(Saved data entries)
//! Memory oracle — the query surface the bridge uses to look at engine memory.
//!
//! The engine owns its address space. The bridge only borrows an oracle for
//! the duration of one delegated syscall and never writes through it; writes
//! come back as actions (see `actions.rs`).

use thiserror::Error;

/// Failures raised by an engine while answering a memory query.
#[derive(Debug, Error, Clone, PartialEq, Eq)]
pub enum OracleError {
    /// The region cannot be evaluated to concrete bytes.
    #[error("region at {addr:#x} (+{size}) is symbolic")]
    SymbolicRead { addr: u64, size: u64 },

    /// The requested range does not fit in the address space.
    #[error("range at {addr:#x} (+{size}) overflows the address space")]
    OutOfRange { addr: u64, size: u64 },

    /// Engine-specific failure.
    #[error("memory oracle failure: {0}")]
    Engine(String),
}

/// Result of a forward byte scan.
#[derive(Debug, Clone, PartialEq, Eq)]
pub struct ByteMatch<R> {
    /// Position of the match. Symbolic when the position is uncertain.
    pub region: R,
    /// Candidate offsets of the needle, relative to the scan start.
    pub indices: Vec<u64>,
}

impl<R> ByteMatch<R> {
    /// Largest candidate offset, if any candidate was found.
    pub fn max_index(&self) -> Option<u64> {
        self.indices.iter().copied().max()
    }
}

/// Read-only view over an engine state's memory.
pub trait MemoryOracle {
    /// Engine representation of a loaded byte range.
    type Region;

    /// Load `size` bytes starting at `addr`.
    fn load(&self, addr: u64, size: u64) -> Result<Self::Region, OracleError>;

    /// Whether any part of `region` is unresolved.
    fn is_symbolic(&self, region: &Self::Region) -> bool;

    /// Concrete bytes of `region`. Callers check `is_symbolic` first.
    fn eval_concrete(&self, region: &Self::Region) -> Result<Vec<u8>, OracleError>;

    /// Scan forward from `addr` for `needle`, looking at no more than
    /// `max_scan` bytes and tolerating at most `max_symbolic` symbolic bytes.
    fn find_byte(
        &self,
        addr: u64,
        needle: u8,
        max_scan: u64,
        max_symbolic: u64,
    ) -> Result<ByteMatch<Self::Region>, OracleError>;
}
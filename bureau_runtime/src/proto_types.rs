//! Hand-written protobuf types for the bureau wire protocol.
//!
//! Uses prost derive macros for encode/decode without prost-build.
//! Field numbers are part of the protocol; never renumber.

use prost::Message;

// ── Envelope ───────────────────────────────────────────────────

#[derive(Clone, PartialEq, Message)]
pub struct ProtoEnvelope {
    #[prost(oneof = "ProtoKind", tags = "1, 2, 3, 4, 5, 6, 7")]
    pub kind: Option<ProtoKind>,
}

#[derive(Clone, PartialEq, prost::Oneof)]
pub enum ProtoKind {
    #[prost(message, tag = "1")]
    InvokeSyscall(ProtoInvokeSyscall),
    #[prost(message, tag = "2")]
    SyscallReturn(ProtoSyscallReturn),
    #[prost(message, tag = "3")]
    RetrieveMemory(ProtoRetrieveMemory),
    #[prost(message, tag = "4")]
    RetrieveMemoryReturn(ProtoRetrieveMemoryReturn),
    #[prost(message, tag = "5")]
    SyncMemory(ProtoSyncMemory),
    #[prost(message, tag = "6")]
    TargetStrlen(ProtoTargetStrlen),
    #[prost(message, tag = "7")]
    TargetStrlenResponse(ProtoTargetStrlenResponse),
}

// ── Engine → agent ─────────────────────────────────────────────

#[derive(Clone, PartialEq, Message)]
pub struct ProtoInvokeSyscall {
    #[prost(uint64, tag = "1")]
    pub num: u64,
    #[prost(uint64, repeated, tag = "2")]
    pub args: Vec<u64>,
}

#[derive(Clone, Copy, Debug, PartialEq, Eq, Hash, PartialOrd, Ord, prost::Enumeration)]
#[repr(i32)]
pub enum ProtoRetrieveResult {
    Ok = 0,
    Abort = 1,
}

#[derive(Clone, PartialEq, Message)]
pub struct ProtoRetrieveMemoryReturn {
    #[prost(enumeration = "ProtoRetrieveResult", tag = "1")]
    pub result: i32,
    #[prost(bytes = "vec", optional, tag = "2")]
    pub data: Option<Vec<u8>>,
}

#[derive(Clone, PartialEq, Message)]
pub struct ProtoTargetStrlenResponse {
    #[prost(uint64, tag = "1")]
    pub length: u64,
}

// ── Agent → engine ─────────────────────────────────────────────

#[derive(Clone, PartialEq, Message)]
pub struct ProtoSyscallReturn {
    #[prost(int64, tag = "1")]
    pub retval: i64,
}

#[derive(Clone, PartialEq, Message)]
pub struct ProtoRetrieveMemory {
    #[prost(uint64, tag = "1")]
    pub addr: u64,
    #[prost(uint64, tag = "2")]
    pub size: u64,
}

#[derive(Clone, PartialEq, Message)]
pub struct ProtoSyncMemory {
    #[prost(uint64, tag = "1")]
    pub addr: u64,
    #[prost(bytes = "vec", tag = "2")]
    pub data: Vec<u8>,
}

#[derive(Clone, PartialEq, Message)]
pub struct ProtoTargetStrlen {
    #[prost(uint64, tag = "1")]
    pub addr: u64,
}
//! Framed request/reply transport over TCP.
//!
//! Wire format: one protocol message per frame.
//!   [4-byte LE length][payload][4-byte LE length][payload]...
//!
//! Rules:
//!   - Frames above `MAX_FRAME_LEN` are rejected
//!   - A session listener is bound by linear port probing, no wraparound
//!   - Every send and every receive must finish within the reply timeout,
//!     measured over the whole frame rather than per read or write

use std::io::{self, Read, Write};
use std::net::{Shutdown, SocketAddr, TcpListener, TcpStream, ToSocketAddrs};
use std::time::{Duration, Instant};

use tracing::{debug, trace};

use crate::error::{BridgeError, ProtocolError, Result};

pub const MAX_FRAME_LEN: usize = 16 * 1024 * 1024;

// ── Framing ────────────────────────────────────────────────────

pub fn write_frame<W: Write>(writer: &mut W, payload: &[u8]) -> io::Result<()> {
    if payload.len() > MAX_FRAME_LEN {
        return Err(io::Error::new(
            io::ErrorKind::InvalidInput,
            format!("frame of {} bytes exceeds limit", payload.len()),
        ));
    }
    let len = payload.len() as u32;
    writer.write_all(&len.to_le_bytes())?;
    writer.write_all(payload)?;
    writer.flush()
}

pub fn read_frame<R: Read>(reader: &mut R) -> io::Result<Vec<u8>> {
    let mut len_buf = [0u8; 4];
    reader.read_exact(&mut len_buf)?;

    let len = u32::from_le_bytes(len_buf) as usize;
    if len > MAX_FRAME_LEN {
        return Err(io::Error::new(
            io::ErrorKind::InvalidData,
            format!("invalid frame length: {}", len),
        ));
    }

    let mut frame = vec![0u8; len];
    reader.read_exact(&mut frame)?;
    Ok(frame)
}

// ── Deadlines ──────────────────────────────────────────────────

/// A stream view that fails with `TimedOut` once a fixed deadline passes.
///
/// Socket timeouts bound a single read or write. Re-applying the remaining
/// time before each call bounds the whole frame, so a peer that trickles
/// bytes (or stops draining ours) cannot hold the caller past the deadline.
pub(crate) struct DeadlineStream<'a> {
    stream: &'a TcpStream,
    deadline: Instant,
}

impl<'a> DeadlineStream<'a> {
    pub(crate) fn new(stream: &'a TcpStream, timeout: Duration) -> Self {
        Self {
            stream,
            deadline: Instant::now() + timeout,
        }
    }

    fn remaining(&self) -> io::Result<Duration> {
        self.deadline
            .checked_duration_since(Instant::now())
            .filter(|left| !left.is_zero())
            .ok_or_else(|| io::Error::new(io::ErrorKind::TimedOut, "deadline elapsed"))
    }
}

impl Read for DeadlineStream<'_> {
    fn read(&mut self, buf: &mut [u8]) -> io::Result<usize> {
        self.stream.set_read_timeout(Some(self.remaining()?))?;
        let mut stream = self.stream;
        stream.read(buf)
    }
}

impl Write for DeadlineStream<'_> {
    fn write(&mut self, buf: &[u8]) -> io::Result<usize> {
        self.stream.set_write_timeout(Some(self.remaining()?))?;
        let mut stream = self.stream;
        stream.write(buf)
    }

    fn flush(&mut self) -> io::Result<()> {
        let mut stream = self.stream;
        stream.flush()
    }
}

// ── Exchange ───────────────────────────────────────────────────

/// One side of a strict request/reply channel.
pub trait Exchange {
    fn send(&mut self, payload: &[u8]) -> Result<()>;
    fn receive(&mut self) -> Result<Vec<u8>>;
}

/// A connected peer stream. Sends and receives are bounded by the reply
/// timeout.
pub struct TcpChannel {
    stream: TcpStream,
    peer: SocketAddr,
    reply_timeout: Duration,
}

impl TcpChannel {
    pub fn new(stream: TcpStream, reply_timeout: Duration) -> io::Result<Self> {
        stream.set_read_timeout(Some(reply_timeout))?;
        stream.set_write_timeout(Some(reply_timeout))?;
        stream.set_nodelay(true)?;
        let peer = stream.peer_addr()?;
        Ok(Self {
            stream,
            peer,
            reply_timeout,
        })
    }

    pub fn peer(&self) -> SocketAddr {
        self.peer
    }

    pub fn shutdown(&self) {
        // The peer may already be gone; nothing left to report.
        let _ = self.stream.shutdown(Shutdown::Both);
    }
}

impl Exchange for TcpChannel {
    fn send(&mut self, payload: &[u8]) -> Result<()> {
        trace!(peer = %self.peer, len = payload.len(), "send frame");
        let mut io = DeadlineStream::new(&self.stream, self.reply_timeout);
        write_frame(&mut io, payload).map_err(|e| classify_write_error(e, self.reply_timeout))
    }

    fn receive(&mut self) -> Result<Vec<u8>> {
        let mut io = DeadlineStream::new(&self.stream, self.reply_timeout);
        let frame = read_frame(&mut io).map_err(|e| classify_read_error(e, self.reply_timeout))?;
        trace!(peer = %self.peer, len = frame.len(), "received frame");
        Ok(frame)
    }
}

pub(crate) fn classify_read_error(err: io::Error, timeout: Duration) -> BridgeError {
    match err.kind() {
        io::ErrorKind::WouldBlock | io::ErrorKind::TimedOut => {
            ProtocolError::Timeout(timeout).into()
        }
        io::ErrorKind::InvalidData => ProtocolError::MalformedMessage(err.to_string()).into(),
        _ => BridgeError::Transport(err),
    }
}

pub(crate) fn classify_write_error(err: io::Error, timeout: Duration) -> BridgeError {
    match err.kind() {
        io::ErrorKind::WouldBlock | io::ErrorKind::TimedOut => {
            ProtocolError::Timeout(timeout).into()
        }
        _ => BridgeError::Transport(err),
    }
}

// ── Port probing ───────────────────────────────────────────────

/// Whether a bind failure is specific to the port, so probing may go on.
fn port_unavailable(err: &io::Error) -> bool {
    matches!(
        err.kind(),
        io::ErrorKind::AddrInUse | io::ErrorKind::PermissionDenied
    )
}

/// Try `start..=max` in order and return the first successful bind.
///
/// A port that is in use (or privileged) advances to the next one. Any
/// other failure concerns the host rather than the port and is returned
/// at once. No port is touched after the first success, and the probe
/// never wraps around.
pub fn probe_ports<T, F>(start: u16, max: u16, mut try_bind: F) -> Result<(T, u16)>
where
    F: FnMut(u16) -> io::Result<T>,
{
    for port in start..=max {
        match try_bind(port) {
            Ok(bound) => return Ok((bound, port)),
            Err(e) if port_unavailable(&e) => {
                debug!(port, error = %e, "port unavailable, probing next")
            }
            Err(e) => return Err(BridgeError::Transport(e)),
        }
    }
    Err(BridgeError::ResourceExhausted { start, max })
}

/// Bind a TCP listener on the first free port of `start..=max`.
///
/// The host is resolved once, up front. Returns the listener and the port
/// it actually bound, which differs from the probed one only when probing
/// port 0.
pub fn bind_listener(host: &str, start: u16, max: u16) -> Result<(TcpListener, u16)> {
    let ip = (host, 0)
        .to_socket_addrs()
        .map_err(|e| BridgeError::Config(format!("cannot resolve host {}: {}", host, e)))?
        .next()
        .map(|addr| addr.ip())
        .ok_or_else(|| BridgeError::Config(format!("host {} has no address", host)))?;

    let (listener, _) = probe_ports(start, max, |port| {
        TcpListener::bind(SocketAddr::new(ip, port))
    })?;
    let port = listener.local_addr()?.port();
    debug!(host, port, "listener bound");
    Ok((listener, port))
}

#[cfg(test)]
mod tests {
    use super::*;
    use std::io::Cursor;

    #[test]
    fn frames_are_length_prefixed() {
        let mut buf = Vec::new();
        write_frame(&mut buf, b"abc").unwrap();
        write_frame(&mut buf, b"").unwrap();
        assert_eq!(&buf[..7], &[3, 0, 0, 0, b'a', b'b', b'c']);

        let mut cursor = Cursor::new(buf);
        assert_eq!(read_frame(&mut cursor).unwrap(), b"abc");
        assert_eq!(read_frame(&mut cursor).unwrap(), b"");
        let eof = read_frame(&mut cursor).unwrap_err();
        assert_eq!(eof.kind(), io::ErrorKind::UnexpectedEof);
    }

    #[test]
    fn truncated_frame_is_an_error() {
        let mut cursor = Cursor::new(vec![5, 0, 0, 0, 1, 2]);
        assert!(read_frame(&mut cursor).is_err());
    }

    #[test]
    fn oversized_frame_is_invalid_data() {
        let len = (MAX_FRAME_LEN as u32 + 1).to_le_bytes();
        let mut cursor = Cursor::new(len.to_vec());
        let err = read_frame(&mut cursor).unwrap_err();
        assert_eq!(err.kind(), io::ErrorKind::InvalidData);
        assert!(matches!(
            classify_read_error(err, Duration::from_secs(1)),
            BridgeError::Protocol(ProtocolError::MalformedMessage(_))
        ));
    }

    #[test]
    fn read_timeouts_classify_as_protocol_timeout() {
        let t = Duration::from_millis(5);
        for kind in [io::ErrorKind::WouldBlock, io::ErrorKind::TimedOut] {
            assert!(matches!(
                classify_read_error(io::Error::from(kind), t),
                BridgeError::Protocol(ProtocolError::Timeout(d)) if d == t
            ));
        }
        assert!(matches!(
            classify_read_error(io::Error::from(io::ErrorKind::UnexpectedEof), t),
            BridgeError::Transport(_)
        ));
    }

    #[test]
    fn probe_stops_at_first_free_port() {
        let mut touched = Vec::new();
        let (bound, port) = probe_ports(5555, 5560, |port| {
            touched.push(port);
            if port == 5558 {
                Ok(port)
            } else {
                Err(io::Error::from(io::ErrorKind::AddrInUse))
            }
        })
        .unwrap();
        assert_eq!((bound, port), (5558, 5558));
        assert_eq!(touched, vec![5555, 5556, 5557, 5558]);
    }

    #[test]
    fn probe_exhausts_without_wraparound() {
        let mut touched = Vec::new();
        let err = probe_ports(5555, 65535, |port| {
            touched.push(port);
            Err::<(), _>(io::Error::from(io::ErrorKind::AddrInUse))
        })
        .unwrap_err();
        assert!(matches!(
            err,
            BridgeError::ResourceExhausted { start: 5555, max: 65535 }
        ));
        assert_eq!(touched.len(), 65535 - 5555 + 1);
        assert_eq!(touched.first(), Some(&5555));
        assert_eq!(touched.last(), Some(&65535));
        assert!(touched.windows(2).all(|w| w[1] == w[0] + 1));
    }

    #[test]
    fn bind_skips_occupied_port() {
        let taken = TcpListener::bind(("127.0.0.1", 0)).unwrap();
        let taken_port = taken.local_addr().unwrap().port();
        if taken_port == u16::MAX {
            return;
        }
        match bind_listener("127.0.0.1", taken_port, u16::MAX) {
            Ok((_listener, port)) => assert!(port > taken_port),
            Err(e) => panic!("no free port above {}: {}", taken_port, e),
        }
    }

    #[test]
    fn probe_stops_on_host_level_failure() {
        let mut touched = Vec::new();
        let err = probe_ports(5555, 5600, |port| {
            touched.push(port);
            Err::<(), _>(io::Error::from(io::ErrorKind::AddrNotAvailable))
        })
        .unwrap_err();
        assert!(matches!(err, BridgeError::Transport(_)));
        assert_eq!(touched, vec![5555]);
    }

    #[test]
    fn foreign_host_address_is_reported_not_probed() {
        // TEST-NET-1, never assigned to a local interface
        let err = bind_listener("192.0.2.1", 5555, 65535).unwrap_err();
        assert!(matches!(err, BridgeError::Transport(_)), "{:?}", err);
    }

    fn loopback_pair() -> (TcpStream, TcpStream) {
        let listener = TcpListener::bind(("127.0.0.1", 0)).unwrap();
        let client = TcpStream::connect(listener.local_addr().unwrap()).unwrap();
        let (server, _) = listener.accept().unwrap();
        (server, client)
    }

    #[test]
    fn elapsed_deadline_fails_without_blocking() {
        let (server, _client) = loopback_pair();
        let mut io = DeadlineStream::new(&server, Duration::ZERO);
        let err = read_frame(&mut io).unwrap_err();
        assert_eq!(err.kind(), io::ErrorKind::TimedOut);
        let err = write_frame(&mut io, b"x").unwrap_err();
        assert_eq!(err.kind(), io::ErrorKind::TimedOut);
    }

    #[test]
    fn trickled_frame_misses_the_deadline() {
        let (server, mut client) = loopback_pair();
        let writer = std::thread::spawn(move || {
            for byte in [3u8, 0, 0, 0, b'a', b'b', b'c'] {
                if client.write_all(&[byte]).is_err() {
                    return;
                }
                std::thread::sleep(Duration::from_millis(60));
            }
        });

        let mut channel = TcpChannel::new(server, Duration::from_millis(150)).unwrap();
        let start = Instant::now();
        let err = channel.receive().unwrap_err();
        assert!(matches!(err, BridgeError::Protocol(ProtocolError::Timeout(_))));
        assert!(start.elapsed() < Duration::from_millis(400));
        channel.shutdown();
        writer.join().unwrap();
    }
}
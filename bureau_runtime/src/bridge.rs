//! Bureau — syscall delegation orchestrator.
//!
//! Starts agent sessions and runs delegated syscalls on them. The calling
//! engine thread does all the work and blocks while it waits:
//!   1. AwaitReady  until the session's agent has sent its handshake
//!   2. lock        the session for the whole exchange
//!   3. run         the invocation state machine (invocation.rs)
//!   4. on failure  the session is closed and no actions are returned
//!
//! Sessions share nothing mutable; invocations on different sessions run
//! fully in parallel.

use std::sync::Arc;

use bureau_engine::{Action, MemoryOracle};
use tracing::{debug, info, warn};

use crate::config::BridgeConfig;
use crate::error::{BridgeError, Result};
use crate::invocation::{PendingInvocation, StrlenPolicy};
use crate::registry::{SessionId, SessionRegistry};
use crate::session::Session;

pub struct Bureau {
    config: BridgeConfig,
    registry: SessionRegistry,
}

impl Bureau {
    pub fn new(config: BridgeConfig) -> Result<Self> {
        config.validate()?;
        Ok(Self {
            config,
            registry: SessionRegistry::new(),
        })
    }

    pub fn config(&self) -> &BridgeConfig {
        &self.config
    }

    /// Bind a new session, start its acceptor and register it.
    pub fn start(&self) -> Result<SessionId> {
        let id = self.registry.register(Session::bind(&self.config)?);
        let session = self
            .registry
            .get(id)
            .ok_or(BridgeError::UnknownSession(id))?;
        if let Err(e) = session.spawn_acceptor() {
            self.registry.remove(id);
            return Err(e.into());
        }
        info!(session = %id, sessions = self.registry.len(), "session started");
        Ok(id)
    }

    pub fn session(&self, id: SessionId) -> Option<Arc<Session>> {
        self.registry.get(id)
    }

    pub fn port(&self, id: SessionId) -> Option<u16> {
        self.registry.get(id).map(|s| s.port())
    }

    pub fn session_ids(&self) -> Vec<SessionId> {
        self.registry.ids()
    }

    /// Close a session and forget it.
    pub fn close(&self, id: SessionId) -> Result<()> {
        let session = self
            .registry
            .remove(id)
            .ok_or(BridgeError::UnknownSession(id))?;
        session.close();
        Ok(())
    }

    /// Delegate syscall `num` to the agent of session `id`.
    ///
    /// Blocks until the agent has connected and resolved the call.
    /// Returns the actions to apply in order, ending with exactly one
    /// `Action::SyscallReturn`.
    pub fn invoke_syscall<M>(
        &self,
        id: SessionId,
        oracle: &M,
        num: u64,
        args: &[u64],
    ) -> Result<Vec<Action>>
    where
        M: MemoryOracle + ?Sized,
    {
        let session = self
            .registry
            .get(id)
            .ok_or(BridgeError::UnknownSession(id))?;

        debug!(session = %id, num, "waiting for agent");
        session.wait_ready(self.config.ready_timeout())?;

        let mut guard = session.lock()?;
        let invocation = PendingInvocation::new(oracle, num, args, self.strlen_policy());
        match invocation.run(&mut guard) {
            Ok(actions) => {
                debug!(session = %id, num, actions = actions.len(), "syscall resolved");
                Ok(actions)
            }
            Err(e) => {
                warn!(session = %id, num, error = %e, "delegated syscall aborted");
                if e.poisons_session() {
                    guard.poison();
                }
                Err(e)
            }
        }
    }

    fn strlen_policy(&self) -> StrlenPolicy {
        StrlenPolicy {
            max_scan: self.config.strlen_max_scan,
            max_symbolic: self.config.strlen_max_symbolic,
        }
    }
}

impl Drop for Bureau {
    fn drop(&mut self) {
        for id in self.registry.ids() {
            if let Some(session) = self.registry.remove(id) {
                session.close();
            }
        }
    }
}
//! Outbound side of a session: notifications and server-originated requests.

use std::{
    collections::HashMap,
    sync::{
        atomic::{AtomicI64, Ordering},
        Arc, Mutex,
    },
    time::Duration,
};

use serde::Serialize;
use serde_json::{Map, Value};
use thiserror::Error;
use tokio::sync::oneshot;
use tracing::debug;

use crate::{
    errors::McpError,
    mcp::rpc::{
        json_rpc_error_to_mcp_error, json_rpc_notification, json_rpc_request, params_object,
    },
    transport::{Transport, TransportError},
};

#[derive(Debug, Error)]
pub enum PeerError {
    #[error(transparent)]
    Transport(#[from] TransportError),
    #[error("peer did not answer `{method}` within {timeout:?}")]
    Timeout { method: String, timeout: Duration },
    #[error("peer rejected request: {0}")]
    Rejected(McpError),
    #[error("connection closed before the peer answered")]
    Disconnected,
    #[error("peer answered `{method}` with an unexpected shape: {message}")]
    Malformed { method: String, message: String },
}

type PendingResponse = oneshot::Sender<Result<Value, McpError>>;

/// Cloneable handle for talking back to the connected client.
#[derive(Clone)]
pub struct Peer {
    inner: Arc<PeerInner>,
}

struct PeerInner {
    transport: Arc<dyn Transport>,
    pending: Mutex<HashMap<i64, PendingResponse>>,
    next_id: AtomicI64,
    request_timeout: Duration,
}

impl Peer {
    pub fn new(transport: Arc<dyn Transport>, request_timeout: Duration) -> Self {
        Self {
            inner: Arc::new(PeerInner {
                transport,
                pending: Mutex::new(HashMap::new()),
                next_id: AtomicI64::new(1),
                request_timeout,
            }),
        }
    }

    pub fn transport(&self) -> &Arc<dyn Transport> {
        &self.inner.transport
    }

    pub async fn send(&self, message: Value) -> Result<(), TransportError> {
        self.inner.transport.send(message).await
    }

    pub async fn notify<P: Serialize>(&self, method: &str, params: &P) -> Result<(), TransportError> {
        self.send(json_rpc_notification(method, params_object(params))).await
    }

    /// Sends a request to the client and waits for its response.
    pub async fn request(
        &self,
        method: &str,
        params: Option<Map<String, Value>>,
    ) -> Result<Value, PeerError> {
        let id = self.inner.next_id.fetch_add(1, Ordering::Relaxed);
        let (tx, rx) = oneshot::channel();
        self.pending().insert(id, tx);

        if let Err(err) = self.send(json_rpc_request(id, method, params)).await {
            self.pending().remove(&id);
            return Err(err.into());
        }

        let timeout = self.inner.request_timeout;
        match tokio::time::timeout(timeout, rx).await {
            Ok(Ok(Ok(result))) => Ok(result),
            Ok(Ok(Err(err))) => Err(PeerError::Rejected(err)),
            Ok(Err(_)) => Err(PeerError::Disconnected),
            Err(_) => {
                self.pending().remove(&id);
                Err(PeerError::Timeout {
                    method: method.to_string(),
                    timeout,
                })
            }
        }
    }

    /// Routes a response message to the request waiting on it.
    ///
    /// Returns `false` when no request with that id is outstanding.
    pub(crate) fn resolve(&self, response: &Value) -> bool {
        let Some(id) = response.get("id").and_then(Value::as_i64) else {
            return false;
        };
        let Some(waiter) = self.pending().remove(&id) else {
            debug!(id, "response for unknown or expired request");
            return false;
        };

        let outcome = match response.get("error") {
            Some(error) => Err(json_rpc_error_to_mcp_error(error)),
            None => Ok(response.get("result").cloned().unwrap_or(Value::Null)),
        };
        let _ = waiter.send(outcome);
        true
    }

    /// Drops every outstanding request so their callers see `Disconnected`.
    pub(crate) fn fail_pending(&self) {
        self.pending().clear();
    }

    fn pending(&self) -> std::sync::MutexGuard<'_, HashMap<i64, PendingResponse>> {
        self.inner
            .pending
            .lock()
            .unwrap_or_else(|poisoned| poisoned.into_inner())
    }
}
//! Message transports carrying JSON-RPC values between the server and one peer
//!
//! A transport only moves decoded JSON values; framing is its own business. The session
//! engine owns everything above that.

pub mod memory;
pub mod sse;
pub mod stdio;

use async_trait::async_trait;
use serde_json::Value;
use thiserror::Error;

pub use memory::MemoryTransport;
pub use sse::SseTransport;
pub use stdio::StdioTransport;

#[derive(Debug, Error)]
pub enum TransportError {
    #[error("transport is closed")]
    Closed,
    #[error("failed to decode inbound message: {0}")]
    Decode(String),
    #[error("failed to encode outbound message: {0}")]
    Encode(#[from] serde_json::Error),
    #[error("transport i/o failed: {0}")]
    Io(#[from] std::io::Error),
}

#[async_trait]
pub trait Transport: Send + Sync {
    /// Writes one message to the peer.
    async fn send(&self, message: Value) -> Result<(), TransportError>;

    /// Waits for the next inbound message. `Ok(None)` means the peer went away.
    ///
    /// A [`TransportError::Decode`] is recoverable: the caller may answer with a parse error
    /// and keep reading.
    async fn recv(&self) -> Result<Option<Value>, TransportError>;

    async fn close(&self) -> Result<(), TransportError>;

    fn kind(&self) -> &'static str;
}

◆ **ACTION ITEM**
Which lines in the records above hold the string "impl"? Copy each of them.

◆ **OUTPUT FOR THIS TASK**
impl<R> ByteMatch<R> {
impl<'a> DeadlineStream<'a> {
impl Read for DeadlineStream<'_> {
impl Write for DeadlineStream<'_> {
impl TcpChannel {
impl Exchange for TcpChannel {
impl Bureau {
impl Drop for Bureau {
impl Peer {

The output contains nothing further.